> **EXERCISE INPUTS**
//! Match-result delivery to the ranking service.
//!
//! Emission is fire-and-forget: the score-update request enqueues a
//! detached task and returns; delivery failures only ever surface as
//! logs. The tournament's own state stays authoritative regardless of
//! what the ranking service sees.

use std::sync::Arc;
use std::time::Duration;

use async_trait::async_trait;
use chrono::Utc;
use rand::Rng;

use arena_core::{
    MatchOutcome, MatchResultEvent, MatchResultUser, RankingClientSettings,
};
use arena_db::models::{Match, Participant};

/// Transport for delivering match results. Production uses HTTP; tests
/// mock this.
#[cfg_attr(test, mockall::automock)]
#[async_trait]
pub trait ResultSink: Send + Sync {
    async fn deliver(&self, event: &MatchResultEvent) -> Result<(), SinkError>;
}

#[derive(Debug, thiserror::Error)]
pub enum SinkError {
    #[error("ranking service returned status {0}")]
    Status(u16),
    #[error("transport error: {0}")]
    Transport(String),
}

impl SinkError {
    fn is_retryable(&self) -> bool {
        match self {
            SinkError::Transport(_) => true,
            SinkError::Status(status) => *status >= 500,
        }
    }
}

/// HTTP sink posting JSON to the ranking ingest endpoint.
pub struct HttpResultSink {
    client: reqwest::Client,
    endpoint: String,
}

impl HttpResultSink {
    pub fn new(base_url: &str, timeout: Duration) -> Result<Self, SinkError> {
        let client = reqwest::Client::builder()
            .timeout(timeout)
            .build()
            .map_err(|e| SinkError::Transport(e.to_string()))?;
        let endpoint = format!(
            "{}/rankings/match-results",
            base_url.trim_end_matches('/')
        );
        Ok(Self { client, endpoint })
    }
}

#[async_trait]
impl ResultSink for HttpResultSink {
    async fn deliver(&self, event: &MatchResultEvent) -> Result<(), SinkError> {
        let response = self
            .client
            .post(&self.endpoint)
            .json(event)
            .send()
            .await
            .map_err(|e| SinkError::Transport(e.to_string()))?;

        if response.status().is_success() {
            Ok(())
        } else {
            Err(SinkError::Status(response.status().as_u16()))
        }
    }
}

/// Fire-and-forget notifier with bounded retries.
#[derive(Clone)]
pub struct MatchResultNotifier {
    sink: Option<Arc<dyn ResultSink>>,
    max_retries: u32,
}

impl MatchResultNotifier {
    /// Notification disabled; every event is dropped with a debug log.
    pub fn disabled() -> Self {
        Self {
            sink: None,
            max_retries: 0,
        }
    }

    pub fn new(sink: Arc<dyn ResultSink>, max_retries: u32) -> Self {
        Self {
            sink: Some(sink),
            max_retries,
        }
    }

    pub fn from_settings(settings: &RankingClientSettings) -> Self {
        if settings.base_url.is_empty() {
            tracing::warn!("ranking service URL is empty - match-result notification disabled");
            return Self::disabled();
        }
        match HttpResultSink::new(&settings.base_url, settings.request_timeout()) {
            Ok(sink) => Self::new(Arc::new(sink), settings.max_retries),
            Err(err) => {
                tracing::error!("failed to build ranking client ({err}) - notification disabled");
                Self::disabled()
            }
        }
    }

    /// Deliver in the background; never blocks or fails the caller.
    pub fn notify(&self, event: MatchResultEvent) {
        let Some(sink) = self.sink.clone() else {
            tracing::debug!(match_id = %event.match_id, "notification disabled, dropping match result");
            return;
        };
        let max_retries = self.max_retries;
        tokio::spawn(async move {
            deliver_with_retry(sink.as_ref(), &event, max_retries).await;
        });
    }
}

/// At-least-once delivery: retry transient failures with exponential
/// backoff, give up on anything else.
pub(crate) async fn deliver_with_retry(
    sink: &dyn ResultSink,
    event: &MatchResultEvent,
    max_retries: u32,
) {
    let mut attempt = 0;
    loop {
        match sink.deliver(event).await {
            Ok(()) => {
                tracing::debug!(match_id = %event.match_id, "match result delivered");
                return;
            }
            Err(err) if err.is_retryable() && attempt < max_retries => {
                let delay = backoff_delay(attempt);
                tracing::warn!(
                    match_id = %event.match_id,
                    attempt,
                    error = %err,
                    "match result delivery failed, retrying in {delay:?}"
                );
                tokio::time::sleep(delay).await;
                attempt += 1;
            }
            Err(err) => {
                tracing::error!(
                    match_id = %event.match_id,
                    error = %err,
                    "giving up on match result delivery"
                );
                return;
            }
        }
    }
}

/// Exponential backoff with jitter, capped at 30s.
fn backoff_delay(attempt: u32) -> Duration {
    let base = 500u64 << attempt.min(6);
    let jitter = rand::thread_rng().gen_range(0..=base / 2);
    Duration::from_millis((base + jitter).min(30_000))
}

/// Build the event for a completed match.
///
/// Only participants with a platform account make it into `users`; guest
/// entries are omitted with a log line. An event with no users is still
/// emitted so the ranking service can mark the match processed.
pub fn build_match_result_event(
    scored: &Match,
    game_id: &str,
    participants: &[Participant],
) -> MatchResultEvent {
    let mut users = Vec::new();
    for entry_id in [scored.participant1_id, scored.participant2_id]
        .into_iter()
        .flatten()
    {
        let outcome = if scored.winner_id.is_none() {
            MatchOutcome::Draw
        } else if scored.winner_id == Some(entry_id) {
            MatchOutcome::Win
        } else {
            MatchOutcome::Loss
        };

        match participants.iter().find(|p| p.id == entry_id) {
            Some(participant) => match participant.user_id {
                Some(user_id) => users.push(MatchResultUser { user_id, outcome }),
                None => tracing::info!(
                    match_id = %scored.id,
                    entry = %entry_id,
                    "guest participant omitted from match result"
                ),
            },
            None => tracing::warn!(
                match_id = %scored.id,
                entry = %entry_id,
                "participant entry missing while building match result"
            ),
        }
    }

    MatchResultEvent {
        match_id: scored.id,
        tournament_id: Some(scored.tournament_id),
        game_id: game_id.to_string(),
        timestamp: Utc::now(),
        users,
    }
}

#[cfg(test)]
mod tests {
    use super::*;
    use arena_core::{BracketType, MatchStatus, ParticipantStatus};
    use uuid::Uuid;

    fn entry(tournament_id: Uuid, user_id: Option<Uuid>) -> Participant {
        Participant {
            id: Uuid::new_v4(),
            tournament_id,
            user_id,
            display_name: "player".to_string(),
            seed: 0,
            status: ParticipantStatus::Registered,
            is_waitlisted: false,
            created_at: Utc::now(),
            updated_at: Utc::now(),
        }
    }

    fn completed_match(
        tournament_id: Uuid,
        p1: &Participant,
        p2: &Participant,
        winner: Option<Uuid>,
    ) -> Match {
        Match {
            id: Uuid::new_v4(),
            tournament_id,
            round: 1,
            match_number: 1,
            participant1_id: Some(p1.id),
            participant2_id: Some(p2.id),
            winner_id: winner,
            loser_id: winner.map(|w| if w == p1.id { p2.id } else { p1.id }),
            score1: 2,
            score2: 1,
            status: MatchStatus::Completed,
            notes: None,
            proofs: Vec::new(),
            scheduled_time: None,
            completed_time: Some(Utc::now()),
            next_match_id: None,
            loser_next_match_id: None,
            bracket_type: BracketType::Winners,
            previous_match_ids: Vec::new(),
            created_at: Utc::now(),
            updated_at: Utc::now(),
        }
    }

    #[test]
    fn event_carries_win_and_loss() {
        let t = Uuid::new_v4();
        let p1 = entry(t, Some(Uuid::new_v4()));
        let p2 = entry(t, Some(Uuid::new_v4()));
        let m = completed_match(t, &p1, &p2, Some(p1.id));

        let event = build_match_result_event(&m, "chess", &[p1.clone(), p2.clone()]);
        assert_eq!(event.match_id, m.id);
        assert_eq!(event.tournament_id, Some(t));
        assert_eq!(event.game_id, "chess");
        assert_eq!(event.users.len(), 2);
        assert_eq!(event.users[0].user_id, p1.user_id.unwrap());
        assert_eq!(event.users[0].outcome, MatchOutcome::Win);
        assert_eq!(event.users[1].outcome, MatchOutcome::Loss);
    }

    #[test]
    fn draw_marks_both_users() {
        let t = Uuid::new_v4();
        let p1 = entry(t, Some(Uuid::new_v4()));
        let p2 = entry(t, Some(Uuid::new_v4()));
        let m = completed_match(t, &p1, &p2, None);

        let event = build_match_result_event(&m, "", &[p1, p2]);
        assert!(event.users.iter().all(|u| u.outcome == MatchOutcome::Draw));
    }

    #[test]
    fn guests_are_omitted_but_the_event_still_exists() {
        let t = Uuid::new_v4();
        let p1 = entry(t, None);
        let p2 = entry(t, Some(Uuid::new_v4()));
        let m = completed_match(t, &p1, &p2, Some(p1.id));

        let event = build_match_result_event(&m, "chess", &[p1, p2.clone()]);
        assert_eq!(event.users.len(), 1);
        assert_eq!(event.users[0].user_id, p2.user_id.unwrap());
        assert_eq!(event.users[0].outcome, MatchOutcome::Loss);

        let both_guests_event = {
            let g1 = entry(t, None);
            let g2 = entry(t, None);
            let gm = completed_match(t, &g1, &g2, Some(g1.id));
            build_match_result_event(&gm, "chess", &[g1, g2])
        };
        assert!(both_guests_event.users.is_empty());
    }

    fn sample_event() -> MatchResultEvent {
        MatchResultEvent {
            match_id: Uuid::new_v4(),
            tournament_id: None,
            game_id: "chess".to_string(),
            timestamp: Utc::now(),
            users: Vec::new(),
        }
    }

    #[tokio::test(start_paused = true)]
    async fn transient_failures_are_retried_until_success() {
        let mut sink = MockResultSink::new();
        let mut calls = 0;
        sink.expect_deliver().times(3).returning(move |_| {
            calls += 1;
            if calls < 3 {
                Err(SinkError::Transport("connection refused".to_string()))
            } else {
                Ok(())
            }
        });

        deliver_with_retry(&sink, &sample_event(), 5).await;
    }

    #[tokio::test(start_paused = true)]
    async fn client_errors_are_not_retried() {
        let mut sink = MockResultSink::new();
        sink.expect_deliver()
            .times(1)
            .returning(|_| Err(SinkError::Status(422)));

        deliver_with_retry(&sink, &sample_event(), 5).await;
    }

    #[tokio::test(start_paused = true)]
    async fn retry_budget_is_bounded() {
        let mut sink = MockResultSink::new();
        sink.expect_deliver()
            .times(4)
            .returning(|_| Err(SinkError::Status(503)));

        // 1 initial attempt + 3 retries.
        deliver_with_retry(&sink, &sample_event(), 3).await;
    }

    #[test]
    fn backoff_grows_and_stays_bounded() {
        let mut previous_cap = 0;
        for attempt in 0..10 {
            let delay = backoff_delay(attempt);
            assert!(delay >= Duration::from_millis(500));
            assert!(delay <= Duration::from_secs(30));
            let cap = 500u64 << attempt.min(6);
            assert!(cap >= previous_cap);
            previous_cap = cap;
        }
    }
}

* * *

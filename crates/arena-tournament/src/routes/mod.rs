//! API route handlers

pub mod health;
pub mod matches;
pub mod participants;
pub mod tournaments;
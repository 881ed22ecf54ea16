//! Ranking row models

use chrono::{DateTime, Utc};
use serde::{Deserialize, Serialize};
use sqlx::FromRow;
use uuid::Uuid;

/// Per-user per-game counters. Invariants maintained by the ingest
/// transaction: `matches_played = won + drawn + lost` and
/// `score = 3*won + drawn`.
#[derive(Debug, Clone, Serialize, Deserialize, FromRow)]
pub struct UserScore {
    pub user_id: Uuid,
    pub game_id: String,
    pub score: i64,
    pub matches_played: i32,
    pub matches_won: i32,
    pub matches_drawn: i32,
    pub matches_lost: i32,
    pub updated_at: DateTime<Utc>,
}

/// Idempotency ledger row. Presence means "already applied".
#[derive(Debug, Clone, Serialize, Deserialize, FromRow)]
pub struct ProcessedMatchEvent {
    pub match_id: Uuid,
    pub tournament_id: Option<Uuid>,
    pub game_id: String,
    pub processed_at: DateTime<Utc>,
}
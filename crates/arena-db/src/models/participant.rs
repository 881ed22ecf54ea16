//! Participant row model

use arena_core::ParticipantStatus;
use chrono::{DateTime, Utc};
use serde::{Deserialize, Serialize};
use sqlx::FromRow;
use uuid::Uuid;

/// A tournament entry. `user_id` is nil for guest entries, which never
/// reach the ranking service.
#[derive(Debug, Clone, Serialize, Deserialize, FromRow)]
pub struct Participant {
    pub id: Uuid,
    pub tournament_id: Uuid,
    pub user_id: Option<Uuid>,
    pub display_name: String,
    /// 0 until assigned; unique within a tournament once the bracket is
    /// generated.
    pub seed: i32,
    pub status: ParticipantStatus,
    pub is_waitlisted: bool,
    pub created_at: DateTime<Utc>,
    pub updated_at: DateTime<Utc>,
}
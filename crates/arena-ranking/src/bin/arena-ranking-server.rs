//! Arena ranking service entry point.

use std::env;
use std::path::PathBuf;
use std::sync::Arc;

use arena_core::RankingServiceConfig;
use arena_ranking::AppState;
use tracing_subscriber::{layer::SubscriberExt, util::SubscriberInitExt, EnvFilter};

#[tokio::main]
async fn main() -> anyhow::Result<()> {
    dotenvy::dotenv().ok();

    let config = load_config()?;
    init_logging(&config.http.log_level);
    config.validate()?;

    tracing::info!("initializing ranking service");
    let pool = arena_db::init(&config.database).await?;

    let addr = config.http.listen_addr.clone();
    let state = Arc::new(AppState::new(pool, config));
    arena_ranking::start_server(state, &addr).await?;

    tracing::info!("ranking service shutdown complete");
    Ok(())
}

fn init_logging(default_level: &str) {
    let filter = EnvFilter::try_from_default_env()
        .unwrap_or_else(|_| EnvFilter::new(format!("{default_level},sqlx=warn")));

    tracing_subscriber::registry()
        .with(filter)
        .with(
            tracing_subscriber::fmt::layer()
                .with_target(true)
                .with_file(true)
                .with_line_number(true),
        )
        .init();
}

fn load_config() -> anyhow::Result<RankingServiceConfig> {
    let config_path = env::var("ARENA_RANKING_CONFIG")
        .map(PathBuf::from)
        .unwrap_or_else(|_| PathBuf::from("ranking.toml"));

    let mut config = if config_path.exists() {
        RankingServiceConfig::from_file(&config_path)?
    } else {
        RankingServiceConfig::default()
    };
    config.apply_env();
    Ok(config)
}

> **EXERCISE INSTRUCTIONS**
From the records above, pull out every line containing the word "info".

> **EXERCISE ANSWER**
                None => tracing::info!(
    tracing::info!("initializing ranking service");
    tracing::info!("ranking service shutdown complete");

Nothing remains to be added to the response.